What to work on: Start at the first record below and retype through the last, exactly.

════════════════════

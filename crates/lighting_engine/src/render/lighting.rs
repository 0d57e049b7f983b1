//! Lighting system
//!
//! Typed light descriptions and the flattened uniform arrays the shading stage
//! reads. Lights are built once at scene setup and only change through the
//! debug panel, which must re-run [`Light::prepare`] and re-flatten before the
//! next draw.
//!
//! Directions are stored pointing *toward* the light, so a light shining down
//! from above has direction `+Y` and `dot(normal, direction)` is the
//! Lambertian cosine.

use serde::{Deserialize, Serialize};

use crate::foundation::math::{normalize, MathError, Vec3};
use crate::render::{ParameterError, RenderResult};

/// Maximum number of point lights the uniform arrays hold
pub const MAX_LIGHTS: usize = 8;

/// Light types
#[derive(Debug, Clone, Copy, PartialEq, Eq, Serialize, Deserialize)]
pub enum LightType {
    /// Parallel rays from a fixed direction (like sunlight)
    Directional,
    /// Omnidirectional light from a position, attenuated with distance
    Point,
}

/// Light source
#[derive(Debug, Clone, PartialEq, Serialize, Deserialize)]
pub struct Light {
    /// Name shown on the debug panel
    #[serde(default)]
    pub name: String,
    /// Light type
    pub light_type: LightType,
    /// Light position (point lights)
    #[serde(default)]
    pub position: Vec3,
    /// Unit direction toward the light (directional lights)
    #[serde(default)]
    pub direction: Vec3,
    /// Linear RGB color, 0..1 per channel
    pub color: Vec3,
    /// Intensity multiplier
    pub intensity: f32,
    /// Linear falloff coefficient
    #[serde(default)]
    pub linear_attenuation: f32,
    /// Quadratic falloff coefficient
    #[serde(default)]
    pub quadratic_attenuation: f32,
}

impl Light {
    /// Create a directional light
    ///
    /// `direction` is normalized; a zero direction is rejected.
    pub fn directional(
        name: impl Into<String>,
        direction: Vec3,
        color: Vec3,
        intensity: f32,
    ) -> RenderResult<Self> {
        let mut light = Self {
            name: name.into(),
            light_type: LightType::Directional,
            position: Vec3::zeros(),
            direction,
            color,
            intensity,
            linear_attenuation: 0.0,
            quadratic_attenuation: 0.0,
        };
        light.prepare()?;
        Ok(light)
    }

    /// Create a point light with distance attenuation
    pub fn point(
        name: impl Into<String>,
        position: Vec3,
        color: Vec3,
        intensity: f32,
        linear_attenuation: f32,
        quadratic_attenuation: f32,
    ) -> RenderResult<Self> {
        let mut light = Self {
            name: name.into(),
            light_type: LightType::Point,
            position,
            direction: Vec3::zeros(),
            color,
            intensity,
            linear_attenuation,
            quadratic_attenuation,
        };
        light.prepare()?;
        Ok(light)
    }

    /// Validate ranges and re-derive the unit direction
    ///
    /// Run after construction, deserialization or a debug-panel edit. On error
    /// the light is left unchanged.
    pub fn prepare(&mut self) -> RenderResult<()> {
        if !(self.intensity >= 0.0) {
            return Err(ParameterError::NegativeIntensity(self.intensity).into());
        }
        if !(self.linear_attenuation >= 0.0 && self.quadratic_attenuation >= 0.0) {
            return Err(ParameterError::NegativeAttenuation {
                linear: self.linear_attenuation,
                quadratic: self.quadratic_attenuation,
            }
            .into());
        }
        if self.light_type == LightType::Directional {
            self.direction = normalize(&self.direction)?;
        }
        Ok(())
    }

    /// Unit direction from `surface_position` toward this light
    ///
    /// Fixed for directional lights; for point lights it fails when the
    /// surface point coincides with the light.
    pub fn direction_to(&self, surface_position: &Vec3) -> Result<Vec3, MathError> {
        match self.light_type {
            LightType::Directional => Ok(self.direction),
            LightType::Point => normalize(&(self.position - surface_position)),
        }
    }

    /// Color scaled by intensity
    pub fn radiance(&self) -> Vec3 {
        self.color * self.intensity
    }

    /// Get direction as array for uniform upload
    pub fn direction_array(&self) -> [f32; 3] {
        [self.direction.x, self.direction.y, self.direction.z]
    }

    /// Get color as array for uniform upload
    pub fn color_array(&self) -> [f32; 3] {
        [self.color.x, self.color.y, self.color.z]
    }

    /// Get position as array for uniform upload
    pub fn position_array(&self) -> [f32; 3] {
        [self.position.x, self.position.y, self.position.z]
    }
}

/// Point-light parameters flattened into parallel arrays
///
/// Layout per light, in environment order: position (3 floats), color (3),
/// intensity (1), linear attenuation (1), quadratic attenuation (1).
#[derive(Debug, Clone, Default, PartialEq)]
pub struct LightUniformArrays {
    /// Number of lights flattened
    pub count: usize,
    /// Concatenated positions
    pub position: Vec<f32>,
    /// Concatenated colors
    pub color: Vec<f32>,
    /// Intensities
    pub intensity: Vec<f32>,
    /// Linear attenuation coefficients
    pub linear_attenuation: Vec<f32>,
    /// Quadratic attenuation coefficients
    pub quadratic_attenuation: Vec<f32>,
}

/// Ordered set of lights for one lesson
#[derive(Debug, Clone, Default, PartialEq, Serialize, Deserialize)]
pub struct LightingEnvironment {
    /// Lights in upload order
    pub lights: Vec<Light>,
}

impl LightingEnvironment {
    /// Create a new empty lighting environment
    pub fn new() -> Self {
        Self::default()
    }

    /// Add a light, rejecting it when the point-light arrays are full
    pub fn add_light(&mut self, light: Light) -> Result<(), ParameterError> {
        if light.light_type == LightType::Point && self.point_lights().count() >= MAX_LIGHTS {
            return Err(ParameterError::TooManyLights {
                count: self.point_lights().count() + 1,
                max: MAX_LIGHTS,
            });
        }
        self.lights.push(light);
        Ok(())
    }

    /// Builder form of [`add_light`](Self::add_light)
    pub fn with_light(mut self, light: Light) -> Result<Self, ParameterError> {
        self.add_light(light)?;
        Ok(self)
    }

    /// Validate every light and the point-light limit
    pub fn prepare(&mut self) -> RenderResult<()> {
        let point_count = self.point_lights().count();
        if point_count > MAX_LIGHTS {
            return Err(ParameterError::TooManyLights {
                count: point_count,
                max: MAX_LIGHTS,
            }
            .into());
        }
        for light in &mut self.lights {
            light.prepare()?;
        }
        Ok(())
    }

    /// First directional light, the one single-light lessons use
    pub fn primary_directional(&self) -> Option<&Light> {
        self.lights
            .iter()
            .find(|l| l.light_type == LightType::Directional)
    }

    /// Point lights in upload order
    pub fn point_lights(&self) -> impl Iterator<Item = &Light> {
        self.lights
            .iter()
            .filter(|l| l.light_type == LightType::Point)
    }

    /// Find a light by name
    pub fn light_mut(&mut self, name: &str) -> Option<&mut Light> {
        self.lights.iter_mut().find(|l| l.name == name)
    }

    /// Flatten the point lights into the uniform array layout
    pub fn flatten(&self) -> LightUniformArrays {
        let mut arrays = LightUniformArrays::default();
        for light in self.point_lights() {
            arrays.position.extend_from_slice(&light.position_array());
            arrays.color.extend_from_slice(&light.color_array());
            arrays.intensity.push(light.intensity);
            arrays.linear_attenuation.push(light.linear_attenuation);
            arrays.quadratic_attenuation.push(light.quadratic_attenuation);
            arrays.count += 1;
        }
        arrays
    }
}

════════════════════

Result below:
filename crates/lighting_engine/src/render/lighting.rs
repository 0d57e049b7f983b1
//! Lighting system
//!
//! Typed light descriptions and the flattened uniform arrays the shading stage
//! reads. Lights are built once at scene setup and only change through the
//! debug panel, which must re-run [`Light::prepare`] and re-flatten before the
//! next draw.
//!
//! Directions are stored pointing *toward* the light, so a light shining down
//! from above has direction `+Y` and `dot(normal, direction)` is the
//! Lambertian cosine.

use serde::{Deserialize, Serialize};

use crate::foundation::math::{normalize, MathError, Vec3};
use crate::render::{ParameterError, RenderResult};

/// Maximum number of point lights the uniform arrays hold
pub const MAX_LIGHTS: usize = 8;

/// Light types
#[derive(Debug, Clone, Copy, PartialEq, Eq, Serialize, Deserialize)]
pub enum LightType {
    /// Parallel rays from a fixed direction (like sunlight)
    Directional,
    /// Omnidirectional light from a position, attenuated with distance
    Point,
}

/// Light source
#[derive(Debug, Clone, PartialEq, Serialize, Deserialize)]
pub struct Light {
    /// Name shown on the debug panel
    #[serde(default)]
    pub name: String,
    /// Light type
    pub light_type: LightType,
    /// Light position (point lights)
    #[serde(default)]
    pub position: Vec3,
    /// Unit direction toward the light (directional lights)
    #[serde(default)]
    pub direction: Vec3,
    /// Linear RGB color, 0..1 per channel
    pub color: Vec3,
    /// Intensity multiplier
    pub intensity: f32,
    /// Linear falloff coefficient
    #[serde(default)]
    pub linear_attenuation: f32,
    /// Quadratic falloff coefficient
    #[serde(default)]
    pub quadratic_attenuation: f32,
}

impl Light {
    /// Create a directional light
    ///
    /// `direction` is normalized; a zero direction is rejected.
    pub fn directional(
        name: impl Into<String>,
        direction: Vec3,
        color: Vec3,
        intensity: f32,
    ) -> RenderResult<Self> {
        let mut light = Self {
            name: name.into(),
            light_type: LightType::Directional,
            position: Vec3::zeros(),
            direction,
            color,
            intensity,
            linear_attenuation: 0.0,
            quadratic_attenuation: 0.0,
        };
        light.prepare()?;
        Ok(light)
    }

    /// Create a point light with distance attenuation
    pub fn point(
        name: impl Into<String>,
        position: Vec3,
        color: Vec3,
        intensity: f32,
        linear_attenuation: f32,
        quadratic_attenuation: f32,
    ) -> RenderResult<Self> {
        let mut light = Self {
            name: name.into(),
            light_type: LightType::Point,
            position,
            direction: Vec3::zeros(),
            color,
            intensity,
            linear_attenuation,
            quadratic_attenuation,
        };
        light.prepare()?;
        Ok(light)
    }

    /// Validate ranges and re-derive the unit direction
    ///
    /// Run after construction, deserialization or a debug-panel edit. On error
    /// the light is left unchanged.
    pub fn prepare(&mut self) -> RenderResult<()> {
        if !(self.intensity >= 0.0) {
            return Err(ParameterError::NegativeIntensity(self.intensity).into());
        }
        if !(self.linear_attenuation >= 0.0 && self.quadratic_attenuation >= 0.0) {
            return Err(ParameterError::NegativeAttenuation {
                linear: self.linear_attenuation,
                quadratic: self.quadratic_attenuation,
            }
            .into());
        }
        if self.light_type == LightType::Directional {
            self.direction = normalize(&self.direction)?;
        }
        Ok(())
    }

    /// Unit direction from `surface_position` toward this light
    ///
    /// Fixed for directional lights; for point lights it fails when the
    /// surface point coincides with the light.
    pub fn direction_to(&self, surface_position: &Vec3) -> Result<Vec3, MathError> {
        match self.light_type {
            LightType::Directional => Ok(self.direction),
            LightType::Point => normalize(&(self.position - surface_position)),
        }
    }

    /// Color scaled by intensity
    pub fn radiance(&self) -> Vec3 {
        self.color * self.intensity
    }

    /// Get direction as array for uniform upload
    pub fn direction_array(&self) -> [f32; 3] {
        [self.direction.x, self.direction.y, self.direction.z]
    }

    /// Get color as array for uniform upload
    pub fn color_array(&self) -> [f32; 3] {
        [self.color.x, self.color.y, self.color.z]
    }

    /// Get position as array for uniform upload
    pub fn position_array(&self) -> [f32; 3] {
        [self.position.x, self.position.y, self.position.z]
    }
}

/// Point-light parameters flattened into parallel arrays
///
/// Layout per light, in environment order: position (3 floats), color (3),
/// intensity (1), linear attenuation (1), quadratic attenuation (1).
#[derive(Debug, Clone, Default, PartialEq)]
pub struct LightUniformArrays {
    /// Number of lights flattened
    pub count: usize,
    /// Concatenated positions
    pub position: Vec<f32>,
    /// Concatenated colors
    pub color: Vec<f32>,
    /// Intensities
    pub intensity: Vec<f32>,
    /// Linear attenuation coefficients
    pub linear_attenuation: Vec<f32>,
    /// Quadratic attenuation coefficients
    pub quadratic_attenuation: Vec<f32>,
}

/// Ordered set of lights for one lesson
#[derive(Debug, Clone, Default, PartialEq, Serialize, Deserialize)]
pub struct LightingEnvironment {
    /// Lights in upload order
    pub lights: Vec<Light>,
}

impl LightingEnvironment {
    /// Create a new empty lighting environment
    pub fn new() -> Self {
        Self::default()
    }

    /// Add a light, rejecting it when the point-light arrays are full
    pub fn add_light(&mut self, light: Light) -> Result<(), ParameterError> {
        if light.light_type == LightType::Point && self.point_lights().count() >= MAX_LIGHTS {
            return Err(ParameterError::TooManyLights {
                count: self.point_lights().count() + 1,
                max: MAX_LIGHTS,
            });
        }
        self.lights.push(light);
        Ok(())
    }

    /// Builder form of [`add_light`](Self::add_light)
    pub fn with_light(mut self, light: Light) -> Result<Self, ParameterError> {
        self.add_light(light)?;
        Ok(self)
    }

    /// Validate every light and the point-light limit
    pub fn prepare(&mut self) -> RenderResult<()> {
        let point_count = self.point_lights().count();
        if point_count > MAX_LIGHTS {
            return Err(ParameterError::TooManyLights {
                count: point_count,
                max: MAX_LIGHTS,
            }
            .into());
        }
        for light in &mut self.lights {
            light.prepare()?;
        }
        Ok(())
    }

    /// First directional light, the one single-light lessons use
    pub fn primary_directional(&self) -> Option<&Light> {
        self.lights
            .iter()
            .find(|l| l.light_type == LightType::Directional)
    }

    /// Point lights in upload order
    pub fn point_lights(&self) -> impl Iterator<Item = &Light> {
        self.lights
            .iter()
            .filter(|l| l.light_type == LightType::Point)
    }

    /// Find a light by name
    pub fn light_mut(&mut self, name: &str) -> Option<&mut Light> {
        self.lights.iter_mut().find(|l| l.name == name)
    }

    /// Flatten the point lights into the uniform array layout
    pub fn flatten(&self) -> LightUniformArrays {
        let mut arrays = LightUniformArrays::default();
        for light in self.point_lights() {
            arrays.position.extend_from_slice(&light.position_array());
            arrays.color.extend_from_slice(&light.color_array());
            arrays.intensity.push(light.intensity);
            arrays.linear_attenuation.push(light.linear_attenuation);
            arrays.quadratic_attenuation.push(light.quadratic_attenuation);
            arrays.count += 1;
        }
        arrays
    }
}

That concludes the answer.